When planning a visit to gardens managed by the National Trust, one checks opening times, days/months, and in my case whether dogs are allowed. Lately, though, I have realised there are more things to confirm before a sometimes vast journey is met by disappointment.
A large part of the experience of a garden/landscape is visual, so are we missing out if we cannot take good photographic images or view ‘scenes’ we expected to due to the mismanagement of landscapes?
My displeasure with The NT was prompted by recent visits to two iconic landscapes, and their less than satisfactory responses after I contacted them with my concerns. It would seem the NT has lost its focus and is swamped by policy documents etc and cant concentrate on little maintenance operations.

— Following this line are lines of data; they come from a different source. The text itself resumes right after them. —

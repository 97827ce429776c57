use dialoguer::{theme::ColorfulTheme, Input};

use crate::cli::output;
use crate::errors::SelectionError;
use crate::selector::GroupedSelector;

const CANCEL_KEYWORD: &str = "cancel";

/// Outcome of an interactive number prompt.
#[derive(Debug, Clone, Copy, PartialEq, Eq)]
pub enum PromptOutcome {
    Selected(usize),
    Cancelled,
}

/// Prompts for a listing number until the entry resolves or the user types
/// the cancel keyword. Non-numeric and out-of-range entries warn and
/// re-prompt.
pub fn pick_number<I>(selector: &GroupedSelector<I>) -> Result<PromptOutcome, dialoguer::Error> {
    let total = selector.total_items();
    loop {
        let raw: String = Input::with_theme(&ColorfulTheme::default())
            .with_prompt(format!("Enter a number (1-{total}) or '{CANCEL_KEYWORD}'"))
            .interact_text()?;

        match read_choice(selector, &raw) {
            Ok(outcome) => return Ok(outcome),
            Err(message) => output::warning(message),
        }
    }
}

/// Interprets one line of user input against the selector's current
/// numbering. Returns a human-readable complaint for entries that should
/// re-prompt.
fn read_choice<I>(selector: &GroupedSelector<I>, raw: &str) -> Result<PromptOutcome, String> {
    let trimmed = raw.trim();
    if trimmed.eq_ignore_ascii_case(CANCEL_KEYWORD) {
        return Ok(PromptOutcome::Cancelled);
    }

    let number = trimmed
        .parse::<usize>()
        .map_err(|_| format!("'{trimmed}' is not a number"))?;

    match selector.resolve(number) {
        Ok(_) => Ok(PromptOutcome::Selected(number)),
        Err(err @ SelectionError::OutOfRange { .. }) => Err(err.to_string()),
    }
}
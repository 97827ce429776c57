use std::fmt;

use crate::errors::SelectionError;

use super::group::SelectionGroup;

/// Grouped container of selectable items with an injected key function.
///
/// The key function supplies the string label used for sorting the listing
/// and for equality-based matching; it must be deterministic and free of
/// side effects, since it runs once per comparison. Two distinct items with
/// the same key are indistinguishable to the matching operations.
pub struct GroupedSelector<I> {
    label: String,
    item_key: Box<dyn Fn(&I) -> String>,
    groups: Vec<SelectionGroup<I>>,
}

impl<I> GroupedSelector<I> {
    /// Creates an empty selector titled `label`, extracting item keys with
    /// `item_key`.
    pub fn new(label: impl Into<String>, item_key: impl Fn(&I) -> String + 'static) -> Self {
        Self {
            label: label.into(),
            item_key: Box::new(item_key),
            groups: Vec::new(),
        }
    }

    /// Heading printed above the whole listing.
    pub fn label(&self) -> &str {
        &self.label
    }

    /// Groups in insertion order.
    pub fn groups(&self) -> &[SelectionGroup<I>] {
        &self.groups
    }

    /// Extracted key of `item`.
    pub fn item_key(&self, item: &I) -> String {
        (self.item_key)(item)
    }

    /// Appends a new group entry. A name already in use is appended as an
    /// independent entry, never merged.
    pub fn add_group_items(
        &mut self,
        name: impl Into<String>,
        items: impl IntoIterator<Item = I>,
    ) {
        self.groups
            .push(SelectionGroup::new(name, items.into_iter().collect()));
    }

    /// Item count across all groups.
    pub fn total_items(&self) -> usize {
        self.groups.iter().map(SelectionGroup::count).sum()
    }

    /// True if any stored group carries exactly this name (case-sensitive).
    pub fn has_group(&self, name: &str) -> bool {
        self.groups.iter().any(|group| group.name == name)
    }

    /// Name of the first group, in insertion order, holding an item whose
    /// key equals the key of `item`.
    pub fn first_group_containing(&self, item: &I) -> Option<&str> {
        let key = self.item_key(item);
        self.groups
            .iter()
            .find(|group| group.contains_by(|candidate| self.item_key(candidate) == key))
            .map(|group| group.name.as_str())
    }

    /// Names of every group, in insertion order, holding an item whose key
    /// equals the key of `item`. Duplicate group names stay duplicated.
    pub fn groups_containing(&self, item: &I) -> Vec<&str> {
        let key = self.item_key(item);
        self.groups
            .iter()
            .filter(|group| group.contains_by(|candidate| self.item_key(candidate) == key))
            .map(|group| group.name.as_str())
            .collect()
    }

    /// Groups and items in display order: groups by name, then items by
    /// extracted key, both case-insensitive and stable.
    ///
    /// Rendering and number resolution both walk this enumeration, which
    /// keeps the printed numbers and the lookups in agreement. The order is
    /// recomputed from current contents on every call, so numbers are only
    /// valid against an unmodified selector.
    fn sorted_entries(&self) -> Vec<(&SelectionGroup<I>, Vec<&I>)> {
        let mut groups: Vec<&SelectionGroup<I>> = self.groups.iter().collect();
        groups.sort_by_key(|group| group.name.to_lowercase());

        groups
            .into_iter()
            .map(|group| {
                let mut items: Vec<&I> = group.items.iter().collect();
                items.sort_by_key(|item| self.item_key(item).to_lowercase());
                (group, items)
            })
            .collect()
    }

    /// Resolves a 1-based listing number back to its group name and item.
    ///
    /// Numbers outside `1..=total_items()` yield
    /// [`SelectionError::OutOfRange`]; callers are expected to re-prompt.
    pub fn resolve(&self, number: usize) -> Result<(&str, &I), SelectionError> {
        let mut current = 0usize;
        for (group, items) in self.sorted_entries() {
            for item in items {
                current += 1;
                if current == number {
                    return Ok((group.name.as_str(), item));
                }
            }
        }
        Err(SelectionError::OutOfRange {
            number,
            total: current,
        })
    }

    /// Renders the numbered listing: the selection label, then each group
    /// heading with its items prefixed by a running 1-based index shared
    /// across the entire listing. Empty groups render as a bare heading.
    pub fn render(&self) -> String {
        let mut out = String::new();
        out.push_str(&format!("\n{}:\n", self.label));

        let mut index = 0usize;
        for (group, items) in self.sorted_entries() {
            out.push_str(&format!("\n{}\n\n", group.name));
            for item in items {
                index += 1;
                out.push_str(&format!("\t[{}]\t{}\n", index, self.item_key(item)));
            }
        }
        out
    }

    /// Prints the listing to stdout.
    pub fn print(&self) {
        print!("{}", self.render());
    }
}

impl GroupedSelector<String> {
    /// Selector over plain strings: each item is its own key.
    pub fn of_strings(label: impl Into<String>) -> Self {
        Self::new(label, |item: &String| item.clone())
    }
}

impl<I: fmt::Debug> fmt::Debug for GroupedSelector<I> {
    fn fmt(&self, f: &mut fmt::Formatter<'_>) -> fmt::Result {
        f.debug_struct("GroupedSelector")
            .field("label", &self.label)
            .field("groups", &self.groups)
            .finish_non_exhaustive()
    }
}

I think this might be because it has become a huge organisation and is too preoccupied with creating strategies for the future and not concentrating on keeping present ‘customers’ happy. It is managing visitors’ experiences now and encouraging repeat visits which will keep these landscapes alive, without visitors there is little point in future management strategies. Customer satisfaction must be the priority and customer satisfaction is, admittedly, a complicated issue but it must rest on the unique experiential qualities of each individual landscape.
The two landscapes I will comment on are Studley Royal and Claremont. At both of these I encountered the same problem of obscured viewpoints. Both of these landscapes contain topographical high points that were utilised as positions from which to overlook the landscape below/beyond. Currently many of these viewpoints are obscured by undergrowth, and in some cases large trees. Most disappointingly is at Claremont where there is a viewpoint indicated on the map shown on the leaflet (more on this leaflet later!) and when one climbs up to where there should be the best view over these iconic grass terraces (the view shown in all images of this landscape) we see only large shrubs and trees in our way. NT do plan to clear it in the future, but apparently it is not a priority because ’not many people use this path’.
As for the leaflet; I was not impressed by the leaflet given to me upon entrance because of the amateur looking drawings of insects and creatures on it. Upon further investigation I became quite disheartened by its contents. The bias towards environmental concerns in this landscape was beyond logic. I thought I had come to a landscape famous for having a number of England’s most famous historical Landscape Architects/Garden Designers work on it, not to a landscape legendary for being where dragonflies flourish. I have nothing against environmental issues and in fact believe quite obviously that the designed landscape and the natural landscape should exist in unison. But let’s get our priorities right here, what is most important about this landscape, what is it special characteristic? If these dragonflies can only be found in this landscape, then fair enough they do deserve a mention, but this leaflet contained one small section on the designers (each of whom have had volumes and volumes of words published about them) and the rest of the leaflet was about bugs and insects etc.
At Studley Royal (which incidentally is a World Heritage Site) I looked forward to seeing the famous Moon Ponds. The photo below shows what I found. When I asked what the NT are doing about green algae I got a very informative response explaining the difficulties in maintaining these pools as they were not designed that well. I sympathised with this and was interested to read further that there is a future £1m redevelopment proposed that ought to alleviate ‘some’ of the green algae problem. I really cannot help thinking that for much less expense than that, why cant they simply scoop out the algae on a regular basis, starting immediately.
By contrast, the adjacent river shows the reflections my photos should have captured had the Moon Ponds been clear of algae.
The NT are custodians of our heritage. There is always a huge bias towards architectural heritage opposed to landscape heritage anyway, this can possibly be excused. But can the mismanagement of important landscapes ensure their survival into the future? Of course I understand that on the whole and as an organisation the NT do a magnificent job as protectors and advocates, in the big picture, but are they loosing focus on the micro scale? Are these small issues only noticeable to garden historians and not the regular punter, am I being fussy? Either way, I will not be recommending anyone visit a NT trust landscape to see some specific scene unless the NT can assure that that scene is actually available for viewing.